Il Team di Valutazione Rapida
Sul modello di diverse esperienze internazionali, nei PS di maggiore dimensione viene inoltre introdotto, come ulteriore potenziamento della fase di assegnazione del percorso corretto, il Team di Valutazione Rapida (TVR), con il compito di un inquadramento rapido ed una valutazione medico-infermieristica per alcune tipologie di percorsi a complessità intermedia, in modo da facilitarne e sveltirne il transito, ad esempio un anziano con frattura di femore che può essere rapidamente avviato al ricovero.
Linee di attività e percorsi specifici
All’interno di ogni PS vengono individuate tre linee di attività:
– linea di attività ad alta complessità
– linea di attività a complessità intermedia
– linea di attività a bassa complessità articolata in: codici minori (con medico); see & treat (a gestione infermieristica con supervisione medica); fast track (invio diretto dal triage alla gestione specialistica)
Inoltre per la complessità intermedia e bassa sono previsti percorsi specifici per i pazienti con bisogni particolari:
1. Percorso pediatrico
2. Percorso ostetrico-ginecologico
3. Percorso paziente con agitazione psico-motoria
4. Percorso paziente con disabilità complessa
5. Percorso vittime di violenza (da attivarsi anche nei casi sospetti)
6. Percorso malato infettivo (da attivarsi anche nei casi sospetti).

Come si arriverà alla nuova organizzazione del PS
“Il PS è un servizio estremamente mutevole – dicono gli esperti che hanno lavorato alla nuova organizzazione – Cambiando il numero e la tipologia dei pazienti che vi accedono, rapidamente cambiano le esigenze a cui deve rispondere, e questo richiede adattamenti anche nell’arco di poche ore.
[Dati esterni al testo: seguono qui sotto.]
//! Consumer loop: pulls messages from a source and dispatches them.
//!
//! # Architecture
//!
//! ```text
//! main.rs
//!     |
//!     v
//! engine.rs (Consumer) --> source.rs --> dispatcher.rs --> pipeline.rs --> notify/
//! ```
//!
//! Messages are processed one at a time to completion. A message is
//! acknowledged only once the dispatcher returns without a fatal error.
//!
//! # Example
//!
//! ```ignore
//! use herald::engine::Consumer;
//! use tokio_util::sync::CancellationToken;
//!
//! let consumer = Consumer::new(Arc::new(dispatcher));
//! let stats = consumer.run(&mut source, CancellationToken::new()).await?;
//! ```

use std::sync::Arc;

use tokio_util::sync::CancellationToken;

use crate::dispatcher::{Dispatcher, Disposition};
use crate::error::SourceError;
use crate::source::MessageSource;

/// Totals for one consumer run.
#[derive(Debug, Clone, Default, PartialEq, Eq)]
pub struct ConsumerStats {
    pub received: u64,
    pub dropped: u64,
    pub deprecated: u64,
    pub evaluated: u64,
    pub enqueued: u64,
    pub send_failures: u64,
    /// Messages not acknowledged because dispatching failed.
    pub failed: u64,
}

/// Drives a [`Dispatcher`] from a [`MessageSource`].
#[derive(Debug)]
pub struct Consumer {
    dispatcher: Arc<Dispatcher>,
}

impl Consumer {
    pub fn new(dispatcher: Arc<Dispatcher>) -> Self {
        Self { dispatcher }
    }

    /// Run until the source is exhausted or `cancel` fires.
    ///
    /// A message interrupted by cancellation is nacked; nothing was
    /// enqueued for it.
    ///
    /// # Errors
    /// Propagates source read and ack errors.
    pub async fn run<S>(
        &self,
        source: &mut S,
        cancel: CancellationToken,
    ) -> Result<ConsumerStats, SourceError>
    where
        S: MessageSource + ?Sized,
    {
        let mut stats = ConsumerStats::default();
        tracing::info!("Consumer started");

        loop {
            let message = tokio::select! {
                biased;
                _ = cancel.cancelled() => {
                    tracing::info!("Consumer shutting down gracefully");
                    break;
                }
                next = source.next_message() => match next? {
                    Some(message) => message,
                    None => {
                        tracing::info!("Message source exhausted");
                        break;
                    }
                },
            };
            stats.received += 1;

            let result = tokio::select! {
                biased;
                _ = cancel.cancelled() => {
                    tracing::warn!(message_id = %message.id, "Shutdown interrupted message handling");
                    source.nack(&message).await?;
                    break;
                }
                result = self.dispatcher.handle(&message) => result,
            };

            match result {
                Ok(report) => {
                    match report.disposition {
                        Disposition::Dropped => stats.dropped += 1,
                        Disposition::Deprecated => stats.deprecated += 1,
                        Disposition::Evaluated => stats.evaluated += 1,
                    }
                    stats.enqueued += report.enqueued as u64;
                    stats.send_failures += report.send_failures.len() as u64;
                    source.ack(&message).await?;
                }
                Err(e) => {
                    tracing::error!(
                        message_id = %message.id,
                        error = %e,
                        "Dispatch failed, message not acknowledged"
                    );
                    stats.failed += 1;
                    source.nack(&message).await?;
                }
            }
        }

        tracing::info!(
            received = stats.received,
            evaluated = stats.evaluated,
            enqueued = stats.enqueued,
            failed = stats.failed,
            "Consumer stopped"
        );
        Ok(stats)
    }
}
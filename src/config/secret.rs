//! Secret string wrapper that never appears in logs.

use serde::Deserialize;

/// Wrapper for values that must never appear in logs.
///
/// Directory URLs and webhook URLs often embed tokens. `Debug` and `Display`
/// always print `[REDACTED]`; [`SecretString::expose`] is the only way out.
///
/// ```
/// use herald::config::SecretString;
///
/// let secret = SecretString::new("https://hooks.example.com/T0K3N".to_string());
/// assert_eq!(format!("{:?}", secret), "[REDACTED]");
/// assert_eq!(secret.expose(), "https://hooks.example.com/T0K3N");
/// ```
#[derive(Clone)]
pub struct SecretString(String);

impl SecretString {
    pub fn new(s: String) -> Self {
        SecretString(s)
    }

    /// The underlying value. Never pass it to a logging macro.
    pub fn expose(&self) -> &str {
        &self.0
    }
}

impl std::fmt::Debug for SecretString {
    fn fmt(&self, f: &mut std::fmt::Formatter<'_>) -> std::fmt::Result {
        write!(f, "[REDACTED]")
    }
}

impl std::fmt::Display for SecretString {
    fn fmt(&self, f: &mut std::fmt::Formatter<'_>) -> std::fmt::Result {
        write!(f, "[REDACTED]")
    }
}

impl<'de> Deserialize<'de> for SecretString {
    fn deserialize<D>(deserializer: D) -> Result<Self, D::Error>
    where
        D: serde::Deserializer<'de>,
    {
        String::deserialize(deserializer).map(SecretString::new)
    }
}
Pertanto la configurazione delle diverse aree del PS deve modificarsi in relazione ai volumi di lavoro e di pazienti, anche prevedendone l’espandibilità per la gestione dei picchi stagionali”.
“Per favorire la fluidità dei percorsi interni al PS – spiegano ancora – è necessaria una visione unitaria del percorso del paziente basata sulla direzionalità: ogni spostamento del paziente che accede al PS deve essere finalizzato a farlo muovere verso la sua destinazione, con una progressione sia clinica che fisica basata sulla logica della “marcia avanti”. Per la modulazione del dimensionamento delle linee di attività è prevista una funzione H24 di gestione operativa, che assicurerà la redistribuzione delle risorse professionali e delle postazioni tra le diverse linee in relazione alla domanda sulla base di criteri decisionali predefiniti”.

Sono stati individuati nuovi standard informativi necessari all’applicazione del nuovo modello, che verranno assicurati grazie ad un nuovo software gestionale uguale per tutti i PS della Toscana, per la cui acquisizione è già pubblicato il bando di gara e che sarà disponibile tra un anno. Da gennaio sarà comunque possibile avviare l’implementazione del nuovo modello, attraverso l’inserimento dei nuovi algoritmi di triage negli attuali applicativi.

Per la predisposizione delle linee guida, la Regione ha adottato una modalità di lavoro innovativa, che ha consentito di ottenere contributi di un numero consistente di esperti, ottimizzando i tempi di lavoro. Si è lavorato per buona parte con strumenti on-line, riducendo le riunioni e gli incontri allo stretto necessario. Il gruppo di lavoro, composto da professionisti delle Aziende sanitarie, ha operato sulla base dell’analisi della letteratura e delle principali esperienze esistenti, nonché del documento di aggiornamento delle linee guida nazionali, anche mediante un modello di consensus on line ed una approvazione finale con una conferenza di consenso.

Il programma della Regione prevede un corposo intervento formativo, che interesserà tutto il personale di tutti i PS, al quale hanno lavorato in questi mesi i tecnici dell’Assessorato e professionisti delle Aziende sanitarie, che si svilupperà nell’arco di tre anni e che prevederà un ricorso importante all’e-learning e alla simulazione.